What I learned at the campground this year (will limit names to protect the innocent lol):

  • You may think the kids of South Park are cool. They have nothing on the North Side crew.  Remember you don’t mess with North Side bitches!
  • Sharing a 1.75 L bottle of Apple Crown may keep you in bed until 4 pm.
  • Beer darts should not be played by amateurs.  You may get a dart stuck in your boot.
  • You have not been to a bonfire until  you have one at Craig and Shelli’s.
  • If the backside gets a little cold you just need to “Back that ass up” to the fire
  • Karaoke is meant to happen between the hours of midnight and 4 am.
  • Watch out for Shaniqua dancing on the pole at late night Karaoke.
  • If you shoot a gun in a campground it may be frowned upon.
  • Too many Budweiser’s can make walking into your camper a risk when raining. Could it have been the flip flops?  The world will never know!
  • The 80’s were definitely the best music years.  AC/DC rocks – especially at karaoke night. Who Made Who?
  • You can get me drunk enough to sing karaoke (didn’t think that was possible). I apologize for all the broken ear drums.
  • If you want to get your UTV dirty – let Dwight drive.  On a plus note, he lets you use his power washer.
  • Elroy! – No other words are needed!
  • Golf carts can end up on a beach.
  • Tiki torches are no match for above said golf cart.
  • Don’t give Craig a broomstick it will blow everyone’s mind.
  • If you are an asshole, no one in the campground will like you.
  • Said asshole must be blind as a fucking bat to hit his knee on a trailer hitch. Oh wait, that didn’t happen he just was being a prick to get a trailer moved.

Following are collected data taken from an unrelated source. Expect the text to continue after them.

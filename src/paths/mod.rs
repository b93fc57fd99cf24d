//! Path normalization for the asset tree
//!
//! Every file is identified by a [`RelativePath`] using `\` as separator,
//! which is also the separator that scanned content is folded into. That way
//! a needle can be searched for verbatim in preprocessed content regardless
//! of how the host platform or the referencing file spells separators.

mod content;

pub use content::{preprocess, ScannedContent, MODEL_SIGNATURE};

use crate::error::{Result, SweepError};
use std::collections::HashMap;
use std::fmt;
use std::path::{Component, Path, PathBuf};

/// Canonical separator used for all relative paths and scanned content
pub const SEPARATOR: char = '\\';

/// A file path relative to the tree root, case preserving
#[derive(Debug, Clone, PartialEq, Eq, PartialOrd, Ord, Hash)]
pub struct RelativePath(String);

impl RelativePath {
    /// Parse a configured path such as `maps/src/hc_t0a0.vmf` or
    /// `maps\src\hc_t0a0.vmf`
    pub fn parse(raw: &str) -> Result<Self> {
        let trimmed = raw.trim();
        if trimmed.starts_with(['/', '\\']) || Path::new(trimmed).has_root() || has_drive(trimmed) {
            return Err(SweepError::AlreadyRooted(raw.to_string()));
        }

        let joined = trimmed
            .split(['/', '\\'])
            .filter(|part| !part.is_empty())
            .collect::<Vec<_>>()
            .join("\\");

        Ok(Self(joined))
    }

    /// Build from already-relative path components
    fn from_components(path: &Path) -> Self {
        let joined = path
            .components()
            .filter_map(|c| match c {
                Component::Normal(part) => Some(part.to_string_lossy().into_owned()),
                _ => None,
            })
            .collect::<Vec<_>>()
            .join("\\");
        Self(joined)
    }

    pub fn as_str(&self) -> &str {
        &self.0
    }

    /// Lowercased form; two paths are the same file if their keys are equal
    pub fn key(&self) -> String {
        self.0.to_ascii_lowercase()
    }

    /// Render with the host's separator, for reports
    pub fn to_native(&self) -> String {
        self.0.replace(SEPARATOR, std::path::MAIN_SEPARATOR_STR)
    }

    /// Final path component
    pub fn file_name(&self) -> &str {
        self.0.rsplit(SEPARATOR).next().unwrap_or(&self.0)
    }
}

impl fmt::Display for RelativePath {
    fn fmt(&self, f: &mut fmt::Formatter<'_>) -> fmt::Result {
        f.write_str(&self.0)
    }
}

fn has_drive(raw: &str) -> bool {
    let bytes = raw.as_bytes();
    bytes.len() >= 2 && bytes[0].is_ascii_alphabetic() && bytes[1] == b':'
}

/// The absolute base directory every relative path is computed against
#[derive(Debug, Clone)]
pub struct TreeRoot {
    base: PathBuf,
}

impl TreeRoot {
    pub fn new(base: impl Into<PathBuf>) -> Self {
        Self { base: base.into() }
    }

    pub fn base(&self) -> &Path {
        &self.base
    }

    /// Strip the tree root off an absolute path
    pub fn to_relative(&self, absolute: &Path) -> Result<RelativePath> {
        let stripped = absolute
            .strip_prefix(&self.base)
            .map_err(|_| SweepError::OutsideTree {
                path: absolute.to_path_buf(),
                root: self.base.clone(),
            })?;

        if stripped
            .components()
            .any(|c| matches!(c, Component::ParentDir))
        {
            return Err(SweepError::OutsideTree {
                path: absolute.to_path_buf(),
                root: self.base.clone(),
            });
        }

        Ok(RelativePath::from_components(stripped))
    }

    /// Join a relative path back onto the tree root
    pub fn to_absolute(&self, relative: &RelativePath) -> Result<PathBuf> {
        let raw = relative.as_str();
        if raw.starts_with(SEPARATOR) || Path::new(raw).has_root() || has_drive(raw) {
            return Err(SweepError::AlreadyRooted(raw.to_string()));
        }

        Ok(relative
            .as_str()
            .split(SEPARATOR)
            .fold(self.base.clone(), |acc, part| acc.join(part)))
    }
}

/// Drop the first component of a path
///
/// `materials\metal\wall.vtf` becomes `metal\wall.vtf`. A path with no
/// separator loses its only component and becomes empty.
pub fn strip_leading_segment(path: &str) -> String {
    let rest = path
        .split(['/', '\\'])
        .skip(1)
        .collect::<Vec<_>>()
        .join("\\");

    match rest.strip_prefix(SEPARATOR) {
        Some(trimmed) => trimmed.to_string(),
        None => rest,
    }
}

/// Memoized [`strip_leading_segment`], scoped to one sweep
///
/// The same candidate is stripped once per scanned file, so over a run the
/// number of distinct inputs is bounded by the universe size.
#[derive(Debug, Default)]
pub struct LeadingSegmentCache {
    memo: HashMap<String, String>,
}

impl LeadingSegmentCache {
    pub fn new() -> Self {
        Self::default()
    }

    pub fn strip(&mut self, path: &str) -> &str {
        if !self.memo.contains_key(path) {
            self.memo
                .insert(path.to_string(), strip_leading_segment(path));
        }
        &self.memo[path]
    }

    pub fn len(&self) -> usize {
        self.memo.len()
    }

    pub fn is_empty(&self) -> bool {
        self.memo.is_empty()
    }
}
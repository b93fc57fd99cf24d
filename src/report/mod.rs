mod json;
mod terminal;
mod text;

pub use json::JsonReporter;
pub use terminal::TerminalReporter;
pub use text::TextReporter;

use crate::analysis::SweepOutcome;
use miette::Result;
use std::path::PathBuf;

/// Output format for the unused-file report
#[derive(Debug, Clone, Default, PartialEq, Eq)]
pub enum ReportFormat {
    #[default]
    Text,
    Json,
}

impl ReportFormat {
    pub fn parse(raw: &str) -> Option<Self> {
        match raw.to_ascii_lowercase().as_str() {
            "text" | "txt" => Some(ReportFormat::Text),
            "json" => Some(ReportFormat::Json),
            _ => None,
        }
    }
}

/// Writes the report file for a finished sweep
pub struct Reporter {
    format: ReportFormat,
    output_path: PathBuf,
}

impl Reporter {
    pub fn new(format: ReportFormat, output_path: PathBuf) -> Self {
        Self { format, output_path }
    }

    pub fn report(&self, outcome: &SweepOutcome) -> Result<()> {
        match &self.format {
            ReportFormat::Text => TextReporter::new(self.output_path.clone()).report(outcome),
            ReportFormat::Json => JsonReporter::new(self.output_path.clone()).report(outcome),
        }
    }
}
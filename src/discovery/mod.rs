mod file_finder;

pub use file_finder::FileFinder;
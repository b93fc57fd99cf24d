mod loader;

pub use loader::{Config, ReportConfig};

  • When pulling out of your campsite, please make sure you have your slide outs in.
  • Fireworks are awesome when you can watch them from your pad and not have to drive home. Especially if you are drinking “water”.

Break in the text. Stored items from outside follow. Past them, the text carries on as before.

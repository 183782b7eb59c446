//! Server configuration.
//!
//! Loaded from YAML with every field defaulted, so a file only has to list
//! what it changes. Command-line flags are applied on top (see `cli`).

use std::net::{SocketAddr, ToSocketAddrs};
use std::path::{Path, PathBuf};
use std::time::Duration;

use nix::unistd::{AccessFlags, access};
use serde::{Deserialize, Serialize};
use thiserror::Error;

use crate::http::parser::split_authority;

#[derive(Debug, Error)]
pub enum ConfigError {
    #[error("IO error: {0}")]
    Io(#[from] std::io::Error),

    #[error("Parse error: {0}")]
    Parse(#[from] serde_yaml::Error),

    #[error("Validation failed: {}", .0.join(", "))]
    Validation(Vec<String>),
}

/// A host's content directory cannot be used.
#[derive(Debug, Error)]
pub enum DirectoryError {
    #[error("Directory for host '{host}' does not exist.")]
    Missing { host: String },

    #[error("Directory for host '{host}' not accessible: {source}.")]
    Inaccessible {
        host: String,
        source: std::io::Error,
    },

    #[error("Directory for host '{host}' not writeable: {source}.")]
    NotWritable {
        host: String,
        source: nix::errno::Errno,
    },
}

/// How accepted connections are scheduled.
#[derive(Debug, Clone, Copy, PartialEq, Eq, Default, Serialize, Deserialize, clap::ValueEnum)]
#[serde(rename_all = "lowercase")]
pub enum ConcurrencyModel {
    /// The accept loop runs each connection to completion itself.
    Single,
    /// One task per connection.
    #[default]
    Concurrent,
}

#[derive(Debug, Clone, Serialize, Deserialize)]
#[serde(default)]
pub struct Config {
    pub server: ServerConfig,
    pub timeouts: TimeoutConfig,
    pub tls: Option<TlsConfig>,
    /// Fallback parent for relative host directories.
    pub wwwroot: Option<PathBuf>,
    pub logging: LoggingConfig,
    pub hosts: Vec<HostConfig>,
}

impl Default for Config {
    fn default() -> Self {
        Self {
            server: ServerConfig::default(),
            timeouts: TimeoutConfig::default(),
            tls: None,
            wwwroot: None,
            logging: LoggingConfig::default(),
            hosts: default_hosts(),
        }
    }
}

#[derive(Debug, Clone, Serialize, Deserialize)]
#[serde(default)]
pub struct ServerConfig {
    pub listen_addr: String,
    pub port: u16,
    pub backlog: u32,
    pub model: ConcurrencyModel,
    pub max_requests_per_connection: usize,
    pub max_request_bytes: usize,
    /// Serve over TLS using the `tls` section.
    pub use_tls: bool,
}

impl Default for ServerConfig {
    fn default() -> Self {
        Self {
            listen_addr: "127.0.0.1".to_string(),
            port: 2000,
            backlog: 1024,
            model: ConcurrencyModel::default(),
            max_requests_per_connection: 5,
            max_request_bytes: 8 * 1024 * 1024,
            use_tls: false,
        }
    }
}

/// Deadlines, in seconds.
#[derive(Debug, Clone, Serialize, Deserialize)]
#[serde(default)]
pub struct TimeoutConfig {
    pub read_secs: u64,
    pub write_secs: u64,
    pub handler_secs: u64,
    pub shutdown_secs: u64,
}

impl Default for TimeoutConfig {
    fn default() -> Self {
        Self {
            read_secs: 5,
            write_secs: 5,
            handler_secs: 30,
            shutdown_secs: 10,
        }
    }
}

impl TimeoutConfig {
    pub fn read(&self) -> Duration {
        Duration::from_secs(self.read_secs)
    }

    pub fn write(&self) -> Duration {
        Duration::from_secs(self.write_secs)
    }

    pub fn handler(&self) -> Duration {
        Duration::from_secs(self.handler_secs)
    }

    pub fn shutdown(&self) -> Duration {
        Duration::from_secs(self.shutdown_secs)
    }
}

#[derive(Debug, Clone, Serialize, Deserialize)]
pub struct TlsConfig {
    pub cert_path: PathBuf,
    pub key_path: PathBuf,
}

#[derive(Debug, Clone, Default, Serialize, Deserialize)]
#[serde(default)]
pub struct LoggingConfig {
    pub log_file: Option<PathBuf>,
    pub access_file: Option<PathBuf>,
}

/// One virtual host.
#[derive(Debug, Clone, PartialEq, Eq, Serialize, Deserialize)]
pub struct HostConfig {
    pub name: String,
    #[serde(default)]
    pub alias: Option<String>,
    #[serde(default)]
    pub dir: Option<PathBuf>,
    /// Name of the handler serving this host.
    pub filter: String,
}

impl HostConfig {
    pub fn new(name: impl Into<String>, filter: impl Into<String>) -> Self {
        Self {
            name: name.into(),
            alias: None,
            dir: None,
            filter: filter.into(),
        }
    }

    /// Whether `host` (already stripped of any port) names this host.
    pub fn matches(&self, host: &str) -> bool {
        self.name.eq_ignore_ascii_case(host)
            || self
                .alias
                .as_deref()
                .is_some_and(|a| a.eq_ignore_ascii_case(host))
    }

    /// Finds the content directory and checks it is writable.
    ///
    /// A `dir` that does not exist as given is retried under `wwwroot`.
    pub fn resolve_dir(&self, wwwroot: Option<&Path>) -> Result<PathBuf, DirectoryError> {
        let dir = self.dir.as_ref().ok_or_else(|| DirectoryError::Missing {
            host: self.name.clone(),
        })?;

        let dir = match std::fs::metadata(dir) {
            Ok(_) => dir.clone(),
            Err(err) => {
                let Some(root) = wwwroot else {
                    return Err(DirectoryError::Inaccessible {
                        host: self.name.clone(),
                        source: err,
                    });
                };
                let joined = root.join(dir);
                std::fs::metadata(&joined).map_err(|source| DirectoryError::Inaccessible {
                    host: self.name.clone(),
                    source,
                })?;
                joined
            }
        };

        access(dir.as_path(), AccessFlags::W_OK).map_err(|source| DirectoryError::NotWritable {
            host: self.name.clone(),
            source,
        })?;

        Ok(dir)
    }
}

fn default_hosts() -> Vec<HostConfig> {
    vec![HostConfig {
        name: "localhost".to_string(),
        alias: Some("127.0.0.1".to_string()),
        dir: None,
        filter: "echo".to_string(),
    }]
}

impl Config {
    /// Defaults, with the `LISTEN` environment variable (`addr` or
    /// `addr:port`) overriding the listen address.
    pub fn load() -> Self {
        let mut config = Self::default();
        if let Ok(listen) = std::env::var("LISTEN") {
            config.apply_listen(&listen);
        }
        config
    }

    /// Reads and validates a YAML config file.
    pub fn from_file(path: &Path) -> Result<Self, ConfigError> {
        let content = std::fs::read_to_string(path)?;
        let mut config = Self::from_yaml_str(&content)?;
        if let Ok(listen) = std::env::var("LISTEN") {
            config.apply_listen(&listen);
        }
        config.validate()?;
        Ok(config)
    }

    pub fn from_yaml_str(content: &str) -> Result<Self, ConfigError> {
        Ok(serde_yaml::from_str(content)?)
    }

    fn apply_listen(&mut self, listen: &str) {
        match listen.parse::<SocketAddr>() {
            Ok(addr) => {
                self.server.listen_addr = addr.ip().to_string();
                self.server.port = addr.port();
            }
            Err(_) => self.server.listen_addr = listen.to_string(),
        }
    }

    pub fn validate(&self) -> Result<(), ConfigError> {
        let mut errors = Vec::new();

        if self.hosts.is_empty() {
            errors.push("no hosts configured".to_string());
        }
        for (i, host) in self.hosts.iter().enumerate() {
            if host.name.is_empty() {
                errors.push(format!("host #{} has an empty name", i));
            }
            if host.filter.is_empty() {
                errors.push(format!("host '{}' has no filter", host.name));
            }
            if self.hosts[..i]
                .iter()
                .any(|h| h.name.eq_ignore_ascii_case(&host.name))
            {
                errors.push(format!("duplicate host '{}'", host.name));
            }
        }
        if self.server.backlog == 0 {
            errors.push("server.backlog must be greater than 0".to_string());
        }
        if self.server.max_requests_per_connection == 0 {
            errors.push("server.max_requests_per_connection must be greater than 0".to_string());
        }
        if self.server.max_request_bytes == 0 {
            errors.push("server.max_request_bytes must be greater than 0".to_string());
        }
        if self.timeouts.read_secs == 0 || self.timeouts.write_secs == 0 {
            errors.push("read and write timeouts must be greater than 0".to_string());
        }
        if self.server.use_tls && self.tls.is_none() {
            errors.push("server.use_tls is set but there is no tls section".to_string());
        }
        if let Some(tls) = &self.tls {
            for path in [&tls.cert_path, &tls.key_path] {
                if !path.is_file() {
                    errors.push(format!("tls file {} not found", path.display()));
                }
            }
        }

        if errors.is_empty() {
            Ok(())
        } else {
            Err(ConfigError::Validation(errors))
        }
    }

    /// Virtual host for a `Host` header value, with any `:port` ignored.
    ///
    /// A bracketed IPv6 literal also matches a host configured without the
    /// brackets.
    pub fn find_host(&self, host: &str) -> Option<&HostConfig> {
        let (host, _) = split_authority(host);
        let bare = host
            .strip_prefix('[')
            .and_then(|h| h.strip_suffix(']'))
            .unwrap_or(host);
        self.hosts
            .iter()
            .find(|h| h.matches(host) || h.matches(bare))
    }

    pub fn socket_addr(&self) -> Result<SocketAddr, ConfigError> {
        (self.server.listen_addr.as_str(), self.server.port)
            .to_socket_addrs()?
            .next()
            .ok_or_else(|| {
                ConfigError::Validation(vec![format!(
                    "cannot resolve {}:{}",
                    self.server.listen_addr, self.server.port
                )])
            })
    }
}
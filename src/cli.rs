use std::path::PathBuf;

use clap::{ArgGroup, Parser};

use crate::config::{ConcurrencyModel, Config, ConfigError};

#[derive(Debug, Parser)]
#[command(name = "vesper")]
#[command(version, about = "HTTP/1.x server with virtual hosts and pluggable filters", long_about = None)]
#[command(group(ArgGroup::new("action").required(true).args(["start", "kill", "dump"])))]
pub struct Cli {
    /// Start the server
    #[arg(long)]
    pub start: bool,

    /// Stop the server named in the PID file
    #[arg(long)]
    pub kill: bool,

    /// Print the resolved configuration and exit
    #[arg(long)]
    pub dump: bool,

    /// YAML configuration file
    #[arg(short, long, value_name = "FILE")]
    pub config: Option<PathBuf>,

    /// Port to listen on
    #[arg(short, long)]
    pub port: Option<u16>,

    #[arg(long, value_name = "FILE", default_value = "/tmp/vesper.pid")]
    pub pidfile: PathBuf,

    /// Run as this user after binding
    #[arg(short, long)]
    pub user: Option<String>,

    /// Run as this group after binding
    #[arg(short, long)]
    pub group: Option<String>,

    /// Write diagnostics to this file instead of stderr
    #[arg(long, value_name = "FILE")]
    pub log: Option<PathBuf>,

    /// Append the access log to this file
    #[arg(long, value_name = "FILE")]
    pub access_log: Option<PathBuf>,

    /// Concurrency model
    #[arg(long, value_enum)]
    pub model: Option<ConcurrencyModel>,

    /// Serve over TLS (needs a `tls` section in the config)
    #[arg(long)]
    pub use_tls: bool,
}

#[derive(Debug, Clone, Copy, PartialEq, Eq)]
pub enum Action {
    Start,
    Kill,
    Dump,
}

impl Cli {
    pub fn action(&self) -> Action {
        if self.kill {
            Action::Kill
        } else if self.dump {
            Action::Dump
        } else {
            Action::Start
        }
    }

    /// Loads the config file (or defaults), applies the flags and validates.
    pub fn load_config(&self) -> Result<Config, ConfigError> {
        let mut config = match &self.config {
            Some(path) => Config::from_file(path)?,
            None => Config::load(),
        };
        self.apply(&mut config);
        config.validate()?;
        Ok(config)
    }

    /// Flags override whatever the config says.
    pub fn apply(&self, config: &mut Config) {
        if let Some(port) = self.port {
            config.server.port = port;
        }
        if let Some(model) = self.model {
            config.server.model = model;
        }
        if self.use_tls {
            config.server.use_tls = true;
        }
        if let Some(log) = &self.log {
            config.logging.log_file = Some(log.clone());
        }
        if let Some(access_log) = &self.access_log {
            config.logging.access_file = Some(access_log.clone());
        }
    }
}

  • PUBLIC SERVICE ANNOUNCEMENT – “Water” will make you walk sideways!
  • In a campground of 200 some sites you can get lost on your way home.  This may have something to do with the Apple Crown.
  • You have to watch out for the firewood throwing ninja – wait, where did he go?
  • Don’t drink the blueberry moonshine – trust me on this one! The after taste tastes like you shoved  your tongue up a skunks ass!  (No I have not stuck my tongue up a skunks ass).
  • You can live in a camper held together by duct tape.
  • It is possible to have a girlfriend for one night.
  • They may shine helicopter lights on the campground looking for a convict.  However, no one saw the helicopter that kept landing  to drop family off at the duct tape palace.
  • You can start a fire with Doritos just like Facebook claims!
  • It is possible to get ‘cat shit’ in your wig at the Halloween party!

Until next year, my friends. I will leave you with:

Camp fire grows cold,
The campers are going home;
Time to be sad.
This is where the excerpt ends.